Mark McFarland, who is retiring at the end of the month, has been in charge of the USPS since 2014, when President Donald Trump was elected.
McFarland said the agency is in “very difficult financial straits” as the U.S. Postal Service has experienced its worst year in nearly 30 years, with revenue declining by $5.5 billion last year, and the agency reported a $2 billion loss in the first nine months of 2018.
“It’s really hard to say the post offices are in very bad shape,” McFarlands comments at the start of the first episode of the “America First Post” podcast.
“But they’re in very tough financial strait, and they have to deal with the impact of the Affordable Care Act, and those things.”
The administration wants to undo the post-Obamacare health care law by 2019, and McFarions plan to propose a bill that would eliminate some of the taxes that support the postal system in the coming months.
He said the Postal Service faces a difficult balancing act between protecting its finances and maintaining its image.
“We’re going to need to find a balance that we think is appropriate to protect the future of our business,” he said.
The Post Office said in a statement that the USPS is “in a very, very difficult financial position,” and said it would need to “expand our existing operations, hire more employees, and improve its financial position in the years ahead.”
It added that it “will work with Congress to help us achieve these goals, including through a tax cut and other actions to promote the Postal service’s success.”
In recent weeks, the USPS has announced it will phase out all mail by the end and has begun the process of moving more than 3 million post offices and mailboxes to other locations around the country.
“While we have not reached that point yet, we are moving to other parts of the country, moving mail to rural areas and rural areas to urban areas,” USPS Commissioner Dan Cathy said in an interview last month.
McClintock said that if the Post Office were not in a dire financial situation, he would have given the agency a break on the tax cuts.
“We could have just had a one-year tax cut, which would have been good,” he says.

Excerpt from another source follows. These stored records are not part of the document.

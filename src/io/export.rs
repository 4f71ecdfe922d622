// Copyright (c) 2025, Jason Jenkins
// SPDX-License-Identifier: BSD-3-Clause

//! PNG export of the composited badge.

use anyhow::{Context, Result};
use image::{ImageFormat, RgbaImage};
use std::io::Cursor;
use std::path::Path;

/// Encode the rendered surface as PNG.
pub fn encode_png(image: &RgbaImage) -> Result<Vec<u8>> {
    let mut bytes = Vec::new();
    image
        .write_to(&mut Cursor::new(&mut bytes), ImageFormat::Png)
        .context("Failed to encode PNG")?;
    Ok(bytes)
}

/// Encode and write the rendered surface to `path`.
pub fn save_png(image: &RgbaImage, path: &Path) -> Result<()> {
    let bytes = encode_png(image)?;
    std::fs::write(path, bytes).with_context(|| format!("Failed to write {}", path.display()))?;
    Ok(())
}

#[cfg(test)]
mod tests {
    use super::*;
    use image::Rgba;

    #[test]
    fn test_encode_png_signature() {
        let img = RgbaImage::from_pixel(3, 2, Rgba([1, 2, 3, 255]));
        let bytes = encode_png(&img).unwrap();
        assert_eq!(&bytes[..8], b"\x89PNG\r\n\x1a\n");
    }

    #[test]
    fn test_save_png_preserves_pixels() {
        let dir = tempfile::tempdir().unwrap();
        let path = dir.path().join("speaking-badge.png");
        let mut img = RgbaImage::from_pixel(4, 4, Rgba([0, 0, 255, 255]));
        img.put_pixel(1, 2, Rgba([255, 0, 0, 128]));

        save_png(&img, &path).unwrap();
        let loaded = image::open(&path).unwrap().to_rgba8();
        assert_eq!(loaded, img);
    }

    #[test]
    fn test_save_png_bad_directory() {
        let dir = tempfile::tempdir().unwrap();
        let img = RgbaImage::new(1, 1);
        assert!(save_png(&img, &dir.path().join("missing/badge.png")).is_err());
    }
}
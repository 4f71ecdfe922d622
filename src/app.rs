// Copyright (c) 2025, Jason Jenkins
// SPDX-License-Identifier: BSD-3-Clause

//! Main application state and egui App implementation.
//!
//! This module contains the main application structure that implements
//! the egui::App trait. It owns the editing session, the compositor and
//! the background image loader, routes UI actions into the session and
//! re-renders the preview whenever the session reports a change.

use crate::io::export;
use crate::io::media::{ImageLoader, ImageSource, IMAGE_EXTENSIONS};
use crate::models::placement::ZOOM_STEP;
use crate::models::session::{LoadTicket, Session, SessionEvent};
use crate::models::template::{Catalog, TemplateId};
use crate::render::compositor::Compositor;
use crate::ui::canvas::{self, DragCapture};
use crate::ui::controls::{self, ControlAction};
use crate::ui::toolbar::{self, ToolbarAction};
use anyhow::Result;

/// Main application state.
pub struct BadgeApp {
    /// Template, photo and placement being edited
    session: Session,

    /// Renders the badge at native template size
    compositor: Compositor,

    /// Background decoder for template artwork and photos
    loader: ImageLoader,

    /// Pointer capture for drags on the preview
    capture: DragCapture,

    /// Preview texture, re-uploaded after each render
    preview: Option<egui::TextureHandle>,

    /// Last status message shown in the bottom bar
    status: Option<String>,
}

impl BadgeApp {
    /// Create a new application instance and start loading the initial template.
    pub fn new(catalog: Catalog) -> Result<Self> {
        let mut app = Self {
            session: Session::new(catalog)?,
            compositor: Compositor::new(),
            loader: ImageLoader::new(),
            capture: DragCapture::default(),
            preview: None,
            status: None,
        };
        let ticket = app.session.request_template_load();
        app.load_template_image(ticket);
        Ok(app)
    }

    fn load_template_image(&mut self, ticket: LoadTicket) {
        let src = self.session.template().src.clone();
        log::info!("Loading template artwork {}", src.display());
        self.loader.request(ticket, ImageSource::File(src));
    }

    /// Ask for a photo with the native file picker and start decoding it.
    fn upload_photo(&mut self) {
        if let Some(path) = rfd::FileDialog::new()
            .add_filter("Images", IMAGE_EXTENSIONS)
            .pick_file()
        {
            log::info!("Loading photo {}", path.display());
            let ticket = self.session.request_photo_load();
            self.loader.request(ticket, ImageSource::File(path));
        }
    }

    /// Save the rendered badge as PNG.
    fn download(&mut self) {
        if !self.session.can_export() {
            return;
        }
        let Some(surface) = self.compositor.surface() else {
            return;
        };
        let file_name = self.session.template_id().export_file_name();
        let Some(path) = rfd::FileDialog::new()
            .add_filter("PNG", &["png"])
            .set_file_name(&file_name)
            .save_file()
        else {
            return;
        };

        match export::save_png(surface.image(), &path) {
            Ok(()) => {
                log::info!("Exported badge to {}", path.display());
                self.status = Some(format!("Saved {}", path.display()));
            }
            Err(e) => {
                log::error!("Failed to export badge: {:#}", e);
                self.status = Some("Export failed".to_string());
            }
        }
    }

    fn select_template(&mut self, id: TemplateId) {
        if let Some(ticket) = self.session.select_template(id) {
            self.load_template_image(ticket);
        }
    }

    fn dispatch(&mut self, event: SessionEvent) {
        self.session.handle(event, &mut self.capture);
    }

    /// Re-run the compositor if anything changed and refresh the preview texture.
    fn refresh_preview(&mut self, ctx: &egui::Context) {
        if !self.session.take_dirty() {
            return;
        }
        if !self.compositor.render_session(&self.session) {
            // Nothing to show until the template artwork arrives
            self.preview = None;
            return;
        }
        let Some(surface) = self.compositor.surface() else {
            return;
        };

        let image = surface.image();
        let size = [image.width() as usize, image.height() as usize];
        let color_image = egui::ColorImage::from_rgba_unmultiplied(size, image.as_raw());
        match self.preview {
            Some(ref mut texture) => texture.set(color_image, egui::TextureOptions::LINEAR),
            None => {
                self.preview =
                    Some(ctx.load_texture("badge_preview", color_image, egui::TextureOptions::LINEAR));
            }
        }
        ctx.request_repaint();
    }
}

impl eframe::App for BadgeApp {
    fn update(&mut self, ctx: &egui::Context, _frame: &mut eframe::Frame) {
        // Check for completed image loading
        for loaded in self.loader.poll() {
            self.session.complete_load(loaded.ticket, loaded.result);
        }

        // Keep polling while decodes are running
        if self.loader.is_busy() {
            ctx.request_repaint();
        }

        // Top menu bar
        egui::TopBottomPanel::top("menu_bar").show(ctx, |ui| {
            egui::menu::bar(ui, |ui| {
                ui.menu_button("File", |ui| {
                    if ui.button("Upload Photo...").clicked() {
                        self.upload_photo();
                        ui.close_menu();
                    }
                    let can_export = self.session.can_export();
                    if ui
                        .add_enabled(can_export, egui::Button::new("Download PNG..."))
                        .clicked()
                    {
                        self.download();
                        ui.close_menu();
                    }
                    ui.separator();
                    if ui.button("Quit").clicked() {
                        ctx.send_viewport_cmd(egui::ViewportCommand::Close);
                    }
                });

                ui.menu_button("View", |ui| {
                    if ui.button("Zoom In (+)").clicked() {
                        self.dispatch(SessionEvent::AdjustZoom(ZOOM_STEP));
                        ui.close_menu();
                    }
                    if ui.button("Zoom Out (-)").clicked() {
                        self.dispatch(SessionEvent::AdjustZoom(-ZOOM_STEP));
                        ui.close_menu();
                    }
                    if ui.button("Fit to Frame (0)").clicked() {
                        self.dispatch(SessionEvent::FitToFrame);
                        ui.close_menu();
                    }
                });
            });
        });

        // Toolbar
        let toolbar_action = egui::TopBottomPanel::top("toolbar")
            .show(ctx, |ui| {
                ui.heading("Badge Maker");
                ui.label("Upload your photo, then adjust size and position to fit the frame.");
                ui.separator();
                toolbar::show(ui, self.session.catalog(), self.session.template_id())
            })
            .inner;

        match toolbar_action {
            ToolbarAction::SelectTemplate(id) => self.select_template(id),
            ToolbarAction::UploadPhoto => self.upload_photo(),
            ToolbarAction::None => {}
        }

        // Zoom controls and status (bottom)
        let control_action = egui::TopBottomPanel::bottom("controls")
            .show(ctx, |ui| {
                ui.add_space(4.0);
                let action = controls::show(
                    ui,
                    self.session.placement().zoom(),
                    self.session.can_export(),
                );
                ui.separator();
                ui.horizontal(|ui| {
                    ui.label(format!("Template: {}", self.session.template().title));
                    ui.separator();
                    if self.session.photo().is_some() {
                        ui.label("Drag inside the preview to move, scroll to resize");
                    } else {
                        ui.label("No photo loaded");
                    }
                    if let Some(ref status) = self.status {
                        ui.separator();
                        ui.label(status);
                    }
                });
                action
            })
            .inner;

        match control_action {
            ControlAction::Session(event) => self.dispatch(event),
            ControlAction::Download => self.download(),
            ControlAction::None => {}
        }

        // Keyboard shortcuts, unless a text field is focused
        if !ctx.wants_keyboard_input() {
            if ctx.input(|i| i.key_pressed(egui::Key::Plus) || i.key_pressed(egui::Key::Equals)) {
                self.dispatch(SessionEvent::AdjustZoom(ZOOM_STEP));
            }
            if ctx.input(|i| i.key_pressed(egui::Key::Minus)) {
                self.dispatch(SessionEvent::AdjustZoom(-ZOOM_STEP));
            }
            if ctx.input(|i| i.key_pressed(egui::Key::Num0)) {
                self.dispatch(SessionEvent::FitToFrame);
            }
        }

        // Preview canvas (center)
        let native_size = self.session.template_image().map(|img| img.dimensions());
        let events = egui::CentralPanel::default()
            .show(ctx, |ui| {
                canvas::show(
                    ui,
                    self.preview.as_ref(),
                    native_size,
                    self.session.gesture().is_panning(),
                    self.loader.is_busy(),
                )
            })
            .inner;

        for event in events {
            self.dispatch(event);
        }

        self.refresh_preview(ctx);
    }
}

“The fact is we have to balance that with the fact that we’re going through this recession.
We can’t just get a one or two-year deal, but we have got to figure out a plan.”
McClatchys tax plan would have reduced the top rate of the individual income tax to 20 percent from 35 percent, eliminated all of the estate tax, cut the corporate tax rate to 15 percent, and extended the Bush tax cuts for the wealthy.
But McFarlanders plan would cut that rate to 17 percent.
McCohen says the USPS faces challenges with both the current tax system and its post office.
“One of the biggest challenges is that the IRS doesn’t understand what it’s doing,” he told “America’s Postmasters” podcast in September.
“It doesn’t know how to work with the postal service, because we don’t have the postal workforce.”
McCohens plan would also have eliminated the Postal Regulatory Commission and eliminated the Office of Thrift Supervision, which regulates the post service.
McCarthy says the Postal Workers’ Union is also a key player in the debate over postal service tax reform.
McCollins plans to address those issues at the next USPS board meeting on January 28.